Information:
== == ==

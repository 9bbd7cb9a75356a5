//! Cooperative concurrency on a single thread.
//!
//! All requests are in flight at once on one current-thread runtime; a task
//! gives up the thread whenever it waits on the network, so the whole batch
//! takes about as long as the slowest response.

use futures::future::join_all;
use log::{debug, warn};
use serde_json::Value;

use crate::config::ConcurrentConfig;
use crate::error::Result;
use crate::{Report, Stopwatch};

pub fn run(config: &ConcurrentConfig) -> Result<Report<Value>> {
    let runtime = tokio::runtime::Builder::new_current_thread()
        .enable_all()
        .build()?;
    let client = reqwest::Client::builder().build()?;

    let clock = Stopwatch::start();
    let units = runtime.block_on(join_all(
        config
            .delays
            .iter()
            .map(|&delay| task(&client, config.url_for(delay), clock)),
    ));
    let report = Report {
        elapsed: clock.elapsed(),
        units,
    };

    clock.note(format!("Total: {} seconds", report.secs()));
    Ok(report)
}

async fn task(client: &reqwest::Client, url: String, clock: Stopwatch) -> Result<Value> {
    clock.note(format!("Sending request to: {url}"));
    let result = request(client, &url).await;
    match &result {
        Ok(_) => clock.note(format!("Request for {url} succeeded!")),
        Err(e) => {
            clock.note(format!("Request for {url} failed: {e}"));
            warn!("{url}: {e}");
        }
    }
    result
}

async fn request(client: &reqwest::Client, url: &str) -> Result<Value> {
    let response = client.get(url).send().await?.error_for_status()?;
    debug!("{url} answered {}", response.status());
    Ok(response.json().await?)
}
//! Text menu that runs one example at a time.

use std::io::{BufRead, Write};
use std::thread;
use std::time::Duration;

use anyhow::Context;

use crate::config::Config;
use crate::semaphore::RdapLookup;
use crate::{asynchronous, concurrent, parallel, pool, semaphore};

#[derive(Debug, Clone, Copy, PartialEq, Eq)]
pub enum Example {
    Async,
    Concurrent,
    Parallel,
    Semaphore,
    WorkerPool,
}

impl Example {
    pub const ALL: [Example; 5] = [
        Example::Async,
        Example::Concurrent,
        Example::Parallel,
        Example::Semaphore,
        Example::WorkerPool,
    ];

    pub fn name(self) -> &'static str {
        match self {
            Example::Async => "async",
            Example::Concurrent => "concurrent",
            Example::Parallel => "parallel",
            Example::Semaphore => "semaphore",
            Example::WorkerPool => "workerpool",
        }
    }

    fn describe(self) -> &'static str {
        match self {
            Example::Async => "Async tasks on an event loop in a background thread",
            Example::Concurrent => "Concurrent delayed requests on one thread",
            Example::Parallel => "Parallel image downloads, one process each",
            Example::Semaphore => "Threads sharing a list through a semaphore",
            Example::WorkerPool => "Model training on a pool of worker processes",
        }
    }
}

#[derive(Debug, Clone, Copy, PartialEq, Eq)]
pub enum Choice {
    Run(Example),
    RunAll,
    Exit,
}

impl Choice {
    pub fn parse(input: &str) -> Option<Choice> {
        match input.trim().to_ascii_lowercase().as_str() {
            "1" => Some(Choice::Run(Example::Async)),
            "2" => Some(Choice::Run(Example::Concurrent)),
            "3" => Some(Choice::Run(Example::Parallel)),
            "4" => Some(Choice::Run(Example::Semaphore)),
            "5" => Some(Choice::Run(Example::WorkerPool)),
            "6" | "all" => Some(Choice::RunAll),
            "0" | "q" | "quit" | "exit" => Some(Choice::Exit),
            _ => None,
        }
    }
}

/// How long "run all" pauses between two examples.
#[derive(Debug, Clone, Copy)]
pub struct Countdown {
    pub from: u32,
    pub tick: Duration,
}

impl Countdown {
    pub fn wait(&self, out: &mut impl Write) -> std::io::Result<()> {
        writeln!(out, "Next example will run in...")?;
        for n in (0..=self.from).rev() {
            writeln!(out, "{n}...")?;
            out.flush()?;
            thread::sleep(self.tick);
        }
        writeln!(out, "Now!")
    }
}

fn print_menu(out: &mut impl Write) -> std::io::Result<()> {
    writeln!(out)?;
    writeln!(out, "=== Concurrency paradigms ===")?;
    for (i, example) in Example::ALL.iter().enumerate() {
        writeln!(out, "{}) {}", i + 1, example.describe())?;
    }
    writeln!(out, "6) Run all examples")?;
    writeln!(out, "0) Exit")?;
    write!(out, "> ")?;
    out.flush()
}

/// Prompt until the user exits or input ends.
///
/// `runner` is called for exactly one example at a time; its first error
/// ends the loop.
pub fn run_menu<R, W, F>(
    mut input: R,
    out: &mut W,
    countdown: Countdown,
    mut runner: F,
) -> anyhow::Result<()>
where
    R: BufRead,
    W: Write,
    F: FnMut(Example) -> anyhow::Result<()>,
{
    loop {
        print_menu(out)?;
        let mut line = String::new();
        if input.read_line(&mut line)? == 0 {
            writeln!(out)?;
            return Ok(());
        }

        match Choice::parse(&line) {
            Some(Choice::Exit) => return Ok(()),
            Some(Choice::Run(example)) => announce(out, example, &mut runner)?,
            Some(Choice::RunAll) => {
                for (i, example) in Example::ALL.into_iter().enumerate() {
                    if i > 0 {
                        countdown.wait(out)?;
                    }
                    announce(out, example, &mut runner)?;
                }
            }
            None => writeln!(out, "Unknown option {:?}", line.trim())?,
        }
    }
}

fn announce<W, F>(out: &mut W, example: Example, runner: &mut F) -> anyhow::Result<()>
where
    W: Write,
    F: FnMut(Example) -> anyhow::Result<()>,
{
    writeln!(out, "Running {} tasks...", example.name())?;
    out.flush()?;
    runner(example).with_context(|| format!("{} example failed", example.name()))?;
    writeln!(out, "{} tasks completed!", capitalize(example.name()))?;
    Ok(())
}

fn capitalize(word: &str) -> String {
    let mut chars = word.chars();
    match chars.next() {
        Some(first) => first.to_uppercase().chain(chars).collect(),
        None => String::new(),
    }
}

/// Run an example with the given configuration.
pub fn run_example(config: &Config, example: Example) -> anyhow::Result<()> {
    match example {
        Example::Async => {
            asynchronous::run(&config.asynchronous)?;
        }
        Example::Concurrent => {
            concurrent::run(&config.concurrent)?;
        }
        Example::Parallel => {
            parallel::run(&config.parallel)?;
        }
        Example::Semaphore => {
            let lookup = RdapLookup::new()?;
            semaphore::run(&config.semaphore, &lookup)?;
        }
        Example::WorkerPool => {
            pool::run(&config.pool)?;
        }
    }
    Ok(())
}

== == ==

Assigned task: The records above need to be duplicated. Keep every word unchanged.

Solution to this task:
repository 9bbd7cb9a75356a5
//! Cooperative concurrency on a single thread.
//!
//! All requests are in flight at once on one current-thread runtime; a task
//! gives up the thread whenever it waits on the network, so the whole batch
//! takes about as long as the slowest response.

use futures::future::join_all;
use log::{debug, warn};
use serde_json::Value;

use crate::config::ConcurrentConfig;
use crate::error::Result;
use crate::{Report, Stopwatch};

pub fn run(config: &ConcurrentConfig) -> Result<Report<Value>> {
    let runtime = tokio::runtime::Builder::new_current_thread()
        .enable_all()
        .build()?;
    let client = reqwest::Client::builder().build()?;

    let clock = Stopwatch::start();
    let units = runtime.block_on(join_all(
        config
            .delays
            .iter()
            .map(|&delay| task(&client, config.url_for(delay), clock)),
    ));
    let report = Report {
        elapsed: clock.elapsed(),
        units,
    };

    clock.note(format!("Total: {} seconds", report.secs()));
    Ok(report)
}

async fn task(client: &reqwest::Client, url: String, clock: Stopwatch) -> Result<Value> {
    clock.note(format!("Sending request to: {url}"));
    let result = request(client, &url).await;
    match &result {
        Ok(_) => clock.note(format!("Request for {url} succeeded!")),
        Err(e) => {
            clock.note(format!("Request for {url} failed: {e}"));
            warn!("{url}: {e}");
        }
    }
    result
}

async fn request(client: &reqwest::Client, url: &str) -> Result<Value> {
    let response = client.get(url).send().await?.error_for_status()?;
    debug!("{url} answered {}", response.status());
    Ok(response.json().await?)
}
//! Text menu that runs one example at a time.

use std::io::{BufRead, Write};
use std::thread;
use std::time::Duration;

use anyhow::Context;

use crate::config::Config;
use crate::semaphore::RdapLookup;
use crate::{asynchronous, concurrent, parallel, pool, semaphore};

#[derive(Debug, Clone, Copy, PartialEq, Eq)]
pub enum Example {
    Async,
    Concurrent,
    Parallel,
    Semaphore,
    WorkerPool,
}

impl Example {
    pub const ALL: [Example; 5] = [
        Example::Async,
        Example::Concurrent,
        Example::Parallel,
        Example::Semaphore,
        Example::WorkerPool,
    ];

    pub fn name(self) -> &'static str {
        match self {
            Example::Async => "async",
            Example::Concurrent => "concurrent",
            Example::Parallel => "parallel",
            Example::Semaphore => "semaphore",
            Example::WorkerPool => "workerpool",
        }
    }

    fn describe(self) -> &'static str {
        match self {
            Example::Async => "Async tasks on an event loop in a background thread",
            Example::Concurrent => "Concurrent delayed requests on one thread",
            Example::Parallel => "Parallel image downloads, one process each",
            Example::Semaphore => "Threads sharing a list through a semaphore",
            Example::WorkerPool => "Model training on a pool of worker processes",
        }
    }
}

#[derive(Debug, Clone, Copy, PartialEq, Eq)]
pub enum Choice {
    Run(Example),
    RunAll,
    Exit,
}

impl Choice {
    pub fn parse(input: &str) -> Option<Choice> {
        match input.trim().to_ascii_lowercase().as_str() {
            "1" => Some(Choice::Run(Example::Async)),
            "2" => Some(Choice::Run(Example::Concurrent)),
            "3" => Some(Choice::Run(Example::Parallel)),
            "4" => Some(Choice::Run(Example::Semaphore)),
            "5" => Some(Choice::Run(Example::WorkerPool)),
            "6" | "all" => Some(Choice::RunAll),
            "0" | "q" | "quit" | "exit" => Some(Choice::Exit),
            _ => None,
        }
    }
}

/// How long "run all" pauses between two examples.
#[derive(Debug, Clone, Copy)]
pub struct Countdown {
    pub from: u32,
    pub tick: Duration,
}

impl Countdown {
    pub fn wait(&self, out: &mut impl Write) -> std::io::Result<()> {
        writeln!(out, "Next example will run in...")?;
        for n in (0..=self.from).rev() {
            writeln!(out, "{n}...")?;
            out.flush()?;
            thread::sleep(self.tick);
        }
        writeln!(out, "Now!")
    }
}

fn print_menu(out: &mut impl Write) -> std::io::Result<()> {
    writeln!(out)?;
    writeln!(out, "=== Concurrency paradigms ===")?;
    for (i, example) in Example::ALL.iter().enumerate() {
        writeln!(out, "{}) {}", i + 1, example.describe())?;
    }
    writeln!(out, "6) Run all examples")?;
    writeln!(out, "0) Exit")?;
    write!(out, "> ")?;
    out.flush()
}

/// Prompt until the user exits or input ends.
///
/// `runner` is called for exactly one example at a time; its first error
/// ends the loop.
pub fn run_menu<R, W, F>(
    mut input: R,
    out: &mut W,
    countdown: Countdown,
    mut runner: F,
) -> anyhow::Result<()>
where
    R: BufRead,
    W: Write,
    F: FnMut(Example) -> anyhow::Result<()>,
{
    loop {
        print_menu(out)?;
        let mut line = String::new();
        if input.read_line(&mut line)? == 0 {
            writeln!(out)?;
            return Ok(());
        }

        match Choice::parse(&line) {
            Some(Choice::Exit) => return Ok(()),
            Some(Choice::Run(example)) => announce(out, example, &mut runner)?,
            Some(Choice::RunAll) => {
                for (i, example) in Example::ALL.into_iter().enumerate() {
                    if i > 0 {
                        countdown.wait(out)?;
                    }
                    announce(out, example, &mut runner)?;
                }
            }
            None => writeln!(out, "Unknown option {:?}", line.trim())?,
        }
    }
}

fn announce<W, F>(out: &mut W, example: Example, runner: &mut F) -> anyhow::Result<()>
where
    W: Write,
    F: FnMut(Example) -> anyhow::Result<()>,
{
    writeln!(out, "Running {} tasks...", example.name())?;
    out.flush()?;
    runner(example).with_context(|| format!("{} example failed", example.name()))?;
    writeln!(out, "{} tasks completed!", capitalize(example.name()))?;
    Ok(())
}

fn capitalize(word: &str) -> String {
    let mut chars = word.chars();
    match chars.next() {
        Some(first) => first.to_uppercase().chain(chars).collect(),
        None => String::new(),
    }
}

/// Run an example with the given configuration.
pub fn run_example(config: &Config, example: Example) -> anyhow::Result<()> {
    match example {
        Example::Async => {
            asynchronous::run(&config.asynchronous)?;
        }
        Example::Concurrent => {
            concurrent::run(&config.concurrent)?;
        }
        Example::Parallel => {
            parallel::run(&config.parallel)?;
        }
        Example::Semaphore => {
            let lookup = RdapLookup::new()?;
            semaphore::run(&config.semaphore, &lookup)?;
        }
        Example::WorkerPool => {
            pool::run(&config.pool)?;
        }
    }
    Ok(())
}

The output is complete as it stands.